**Problem**. Working from the records below, repeat exactly the lines starting at the line that contains "#[derive(Logos, Debug, PartialEq, Clone)]" and ending at the line that contains "Identifier tokens; variable", inclusive.

[Collected data]
________________________
#[derive(Debug)]
/// Represents all errors that can occur during parsing.
pub enum ParseError {
    /// Found an unexpected token while parsing.
    UnexpectedToken {
        /// The token encountered.
        token:  String,
        /// Byte offset where the error occurred.
        offset: usize,
    },
    /// Reached the end of input unexpectedly.
    UnexpectedEndOfInput {
        /// Byte offset where the error occurred.
        offset: usize,
    },
    /// A closing parenthesis `)` was expected but not found.
    ExpectedClosingParen {
        /// Byte offset where the error occurred.
        offset: usize,
    },
    /// A token that cannot begin an expression appeared where an expression
    /// was required.
    ExpectedExpression {
        /// The token encountered.
        token:  String,
        /// Byte offset where the error occurred.
        offset: usize,
    },
    /// Found extra tokens after parsing should have completed.
    UnexpectedTrailingTokens {
        /// The extra/unexpected token.
        token:  String,
        /// Byte offset where the error occurred.
        offset: usize,
    },
}

impl std::fmt::Display for ParseError {
    fn fmt(&self, f: &mut std::fmt::Formatter<'_>) -> std::fmt::Result {
        match self {
            Self::UnexpectedToken { token, offset } => {
                write!(f, "Error at offset {offset}: Unexpected token: {token}.")
            },

            Self::UnexpectedEndOfInput { offset } => {
                write!(f, "Error at offset {offset}: Unexpected end of input.")
            },

            Self::ExpectedClosingParen { offset } => write!(f,
                                                            "Error at offset {offset}: Expected closing parenthesis ')' but none found."),

            Self::ExpectedExpression { token, offset } => write!(f,
                                                                 "Error at offset {offset}: Expected expression, found {token}."),

            Self::UnexpectedTrailingTokens { token, offset } => write!(f,
                                                                       "Error at offset {offset}: Extra tokens after expression. Check your input: {token}"),
        }
    }
}

impl std::error::Error for ParseError {}
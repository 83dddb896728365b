use logos::Logos;

use crate::error::LexError;

/// Represents a lexical token in an input line.
/// A token is a minimal but meaningful unit of text produced by the lexer.
/// This enum defines all recognized tokens in the expression language.
#[derive(Logos, Debug, PartialEq, Clone)]
pub enum Token {
    /// Numeric literal tokens, such as `3.14`, `.5`, `5.`, `2.0` or `2.1e-10`.
    #[regex(r"[0-9]+\.[0-9]*([eE][+-]?[0-9]+)?", parse_number)]
    #[regex(r"\.[0-9]+([eE][+-]?[0-9]+)?", parse_number)]
    #[regex(r"[0-9]+([eE][+-]?[0-9]+)?", parse_number)]
    Number(f64),
    /// Identifier tokens; variable or function names such as `x` or `sqrt`.
    #[regex(r"[a-zA-Z_][a-zA-Z0-9_]*", |lex| lex.slice().to_string())]
    Identifier(String),
    /// `+`
    #[token("+")]
    Plus,
    /// `-`
    #[token("-")]
    Minus,
    /// `*`
    #[token("*")]
    Star,
    /// `/`
    #[token("/")]
    Slash,
    /// `%`
    #[token("%")]
    Percent,
    /// `^`
    #[token("^")]
    Caret,
    /// `(`
    #[token("(")]
    LParen,
    /// `)`
    #[token(")")]
    RParen,
    /// `,`
    #[token(",")]
    Comma,
    /// Whitespace carries no token.
    #[regex(r"[ \t\r\n\f]+", logos::skip)]
    Ignored,
}

/// Parses a numeric literal from the current token slice.
///
/// # Parameters
/// - `lex`: Reference to the Logos lexer at the current token.
///
/// # Returns
/// - `Some(f64)`: The parsed floating-point value if successful.
/// - `None`: If the token slice is not a valid float.
fn parse_number(lex: &logos::Lexer<Token>) -> Option<f64> {
    lex.slice().parse().ok()
}

/// Tokenizes one input line into a sequence of `(Token, offset)` pairs.
///
/// The offset is the byte position of the token in the line and travels with
/// the token through parsing and evaluation for error reporting.
///
/// # Errors
/// Returns a `LexError` carrying the offending character and its offset when
/// a character does not begin any recognized token. No partial token
/// sequence is produced; the whole line fails.
///
/// # Example
/// ```
/// use mathex::interpreter::lexer::{Token, tokenize};
///
/// let tokens = tokenize("1 + x").unwrap();
///
/// assert_eq!(tokens,
///            vec![(Token::Number(1.0), 0),
///                 (Token::Plus, 2),
///                 (Token::Identifier("x".to_string()), 4)]);
///
/// assert!(tokenize("1 $ 2").is_err());
/// ```
pub fn tokenize(source: &str) -> Result<Vec<(Token, usize)>, LexError> {
    let mut tokens = Vec::new();
    let mut lexer = Token::lexer(source);

    while let Some(token) = lexer.next() {
        if let Ok(tok) = token {
            tokens.push((tok, lexer.span().start));
        } else {
            let offset = lexer.span().start;
            let character = lexer.slice().chars().next().unwrap_or_default();

            tracing::debug!("no token starts with {character:?} at offset {offset}");
            return Err(LexError::UnrecognizedCharacter { character, offset });
        }
    }

    Ok(tokens)
}
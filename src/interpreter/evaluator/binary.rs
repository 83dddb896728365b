use crate::{ast::BinaryOperator, interpreter::evaluator::core::Context};

impl Context {
    /// Evaluates a binary arithmetic operation.
    ///
    /// All operators work in IEEE-754 double precision with no special-case
    /// guarding: division by zero yields a signed infinity, `0 / 0` yields
    /// NaN, and overflow saturates to infinity, exactly as a native math
    /// library would behave. `%` is the floating-point remainder (`fmod`
    /// semantics) and `^` is `powf`.
    ///
    /// # Parameters
    /// - `op`: The arithmetic operator.
    /// - `left`: Left operand.
    /// - `right`: Right operand.
    ///
    /// # Returns
    /// The computed value.
    ///
    /// # Example
    /// ```
    /// use mathex::{ast::BinaryOperator, interpreter::evaluator::core::Context};
    ///
    /// assert_eq!(Context::eval_binary(BinaryOperator::Mul, 1.5, 2.0), 3.0);
    /// assert_eq!(Context::eval_binary(BinaryOperator::Rem, 7.5, 2.0), 1.5);
    /// assert!(Context::eval_binary(BinaryOperator::Div, 1.0, 0.0).is_infinite());
    /// ```
    #[must_use]
    pub fn eval_binary(op: BinaryOperator, left: f64, right: f64) -> f64 {
        match op {
            BinaryOperator::Add => left + right,
            BinaryOperator::Sub => left - right,
            BinaryOperator::Mul => left * right,
            BinaryOperator::Div => left / right,
            BinaryOperator::Rem => left % right,
            BinaryOperator::Pow => left.powf(right),
        }
    }
}
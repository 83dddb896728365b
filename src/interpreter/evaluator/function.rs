use crate::{
    ast::Expr,
    error::RuntimeError,
    interpreter::evaluator::core::{Context, EvalResult},
};

/// Type alias for builtin function handlers.
///
/// A builtin receives a slice of evaluated argument values, one per declared
/// argument, and returns the computed value. Builtins cannot fail: domain
/// errors surface as IEEE-754 NaN or infinity.
type BuiltinFn = fn(&[f64]) -> f64;

/// Defines builtin functions by generating a lookup table and a name list.
///
/// Each entry provides:
/// - a string name,
/// - the exact number of arguments the function accepts,
/// - a function pointer implementing the builtin.
///
/// The macro produces:
/// - `BuiltinDef` (internal metadata),
/// - `BUILTIN_TABLE` (static table for lookup),
/// - `BUILTIN_FUNCTIONS` (public list of builtin names).
macro_rules! builtin_functions {
    (
        $(
            $name:literal => {
                arity: $arity:literal,
                func: $func:expr $(,)?
            }
        ),* $(,)?
    ) => {
        struct BuiltinDef {
            name:  &'static str,
            arity: usize,
            func:  BuiltinFn,
        }
        static BUILTIN_TABLE: &[BuiltinDef] = &[
            $(
                BuiltinDef { name: $name, arity: $arity, func: $func },
            )*
        ];
        /// The names of every built-in function, in table order.
        pub const BUILTIN_FUNCTIONS: &[&str] = &[
            $($name,)*
        ];
    };
}

builtin_functions! {
    "min"   => { arity: 2, func: |args| args[0].min(args[1]) },
    "max"   => { arity: 2, func: |args| args[0].max(args[1]) },
    "logn"  => { arity: 2, func: |args| args[1].ln() / args[0].ln() },
    "log"   => { arity: 1, func: |args| args[0].ln() },
    "ceil"  => { arity: 1, func: |args| args[0].ceil() },
    "floor" => { arity: 1, func: |args| args[0].floor() },
    "abs"   => { arity: 1, func: |args| args[0].abs() },
    "cos"   => { arity: 1, func: |args| args[0].cos() },
    "sin"   => { arity: 1, func: |args| args[0].sin() },
    "exp"   => { arity: 1, func: |args| args[0].exp() },
    "round" => { arity: 1, func: |args| args[0].round() },
    "pow"   => { arity: 2, func: |args| args[0].powf(args[1]) },
    "sqrt"  => { arity: 1, func: |args| args[0].sqrt() },
    "tan"   => { arity: 1, func: |args| args[0].tan() },
    "ncr"   => { arity: 2, func: ncr },
}

/// Computes the binomial coefficient C(n, r) by the multiplicative formula.
///
/// Both arguments are truncated toward zero before use. `r` greater than `n`
/// yields 0, and `r` of 0 yields 1.
#[allow(clippy::cast_possible_truncation,
        clippy::cast_precision_loss,
        clippy::cast_sign_loss)]
fn ncr(args: &[f64]) -> f64 {
    let n = args[0] as i64;
    let mut r = args[1] as i64;

    if r > n {
        return 0.0;
    }
    if r * 2 > n {
        r = n - r;
    }
    if r == 0 {
        return 1.0;
    }

    let mut result = n as u64;
    for i in 2..=r {
        result = result.wrapping_mul((n - i + 1) as u64) / i as u64;
    }
    result as f64
}

impl Context {
    /// Evaluates a function call.
    ///
    /// The name is looked up in the static builtin table, the argument count
    /// is checked against the declared arity, and the argument expressions
    /// are evaluated in order before dispatching to the native
    /// implementation.
    ///
    /// # Parameters
    /// - `name`: Function name.
    /// - `arguments`: Argument expressions.
    /// - `offset`: Byte offset for error reporting.
    ///
    /// # Returns
    /// The function result or an error if lookup or arity checking fails.
    pub(crate) fn eval_function_call(&self,
                                     name: &str,
                                     arguments: &[Expr],
                                     offset: usize)
                                     -> EvalResult<f64> {
        let Some(builtin) = BUILTIN_TABLE.iter().find(|b| b.name == name) else {
            tracing::debug!("function '{name}' does not exist");
            return Err(RuntimeError::UnknownFunction { name: name.to_string(),
                                                       offset });
        };

        if arguments.len() != builtin.arity {
            tracing::debug!("function '{name}' expects {} arguments, but got {}",
                            builtin.arity,
                            arguments.len());
            return Err(RuntimeError::ArgumentCountMismatch { name: name.to_string(),
                                                             expected: builtin.arity,
                                                             found: arguments.len(),
                                                             offset });
        }

        let mut args = Vec::with_capacity(arguments.len());
        for expr in arguments {
            args.push(self.eval(expr)?);
        }

        Ok((builtin.func)(&args))
    }
}
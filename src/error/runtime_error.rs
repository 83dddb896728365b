#[derive(Debug)]
/// Represents all errors that can occur during evaluation.
pub enum RuntimeError {
    /// Tried to use an undefined variable.
    UnknownVariable {
        /// The name of the variable.
        name:   String,
        /// Byte offset where the error occurred.
        offset: usize,
    },
    /// Called an unknown function.
    UnknownFunction {
        /// The name of the function.
        name:   String,
        /// Byte offset where the error occurred.
        offset: usize,
    },
    /// The wrong number of arguments was supplied to a function.
    ArgumentCountMismatch {
        /// The name of the function.
        name:     String,
        /// The number of arguments the function accepts.
        expected: usize,
        /// The number of arguments that were supplied.
        found:    usize,
        /// Byte offset where the error occurred.
        offset:   usize,
    },
}

impl std::fmt::Display for RuntimeError {
    fn fmt(&self, f: &mut std::fmt::Formatter<'_>) -> std::fmt::Result {
        match self {
            Self::UnknownVariable { name, offset } => {
                write!(f, "Error at offset {offset}: Unknown variable '{name}'.")
            },
            Self::UnknownFunction { name, offset } => {
                write!(f, "Error at offset {offset}: Unknown function '{name}'.")
            },
            Self::ArgumentCountMismatch { name,
                                          expected,
                                          found,
                                          offset, } => write!(f,
                                                              "Error at offset {offset}: Function '{name}' expects {expected} arguments, but got {found}."),
        }
    }
}

impl std::error::Error for RuntimeError {}
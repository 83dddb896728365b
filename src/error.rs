/// Lexical errors.
///
/// Defines the error type raised while tokenizing an input line. A lexical
/// error means a character in the line does not begin any recognized token;
/// the whole line is rejected.
pub mod lex_error;
/// Parsing errors.
///
/// Defines all error types that can occur while parsing a token sequence into
/// an expression tree. Parse errors include unexpected tokens, unterminated
/// parentheses, and extra input after a complete expression.
pub mod parse_error;
/// Runtime errors.
///
/// Contains all error types that can be raised during evaluation. Runtime
/// errors cover unknown variables, unknown functions, and calls with the
/// wrong number of arguments.
pub mod runtime_error;

pub use lex_error::LexError;
pub use parse_error::ParseError;
pub use runtime_error::RuntimeError;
________________________
**Response for this exercise**.
#[derive(Logos, Debug, PartialEq, Clone)]
pub enum Token {
    /// Numeric literal tokens, such as `3.14`, `.5`, `5.`, `2.0` or `2.1e-10`.
    #[regex(r"[0-9]+\.[0-9]*([eE][+-]?[0-9]+)?", parse_number)]
    #[regex(r"\.[0-9]+([eE][+-]?[0-9]+)?", parse_number)]
    #[regex(r"[0-9]+([eE][+-]?[0-9]+)?", parse_number)]
    Number(f64),
    /// Identifier tokens; variable or function names such as `x` or `sqrt`.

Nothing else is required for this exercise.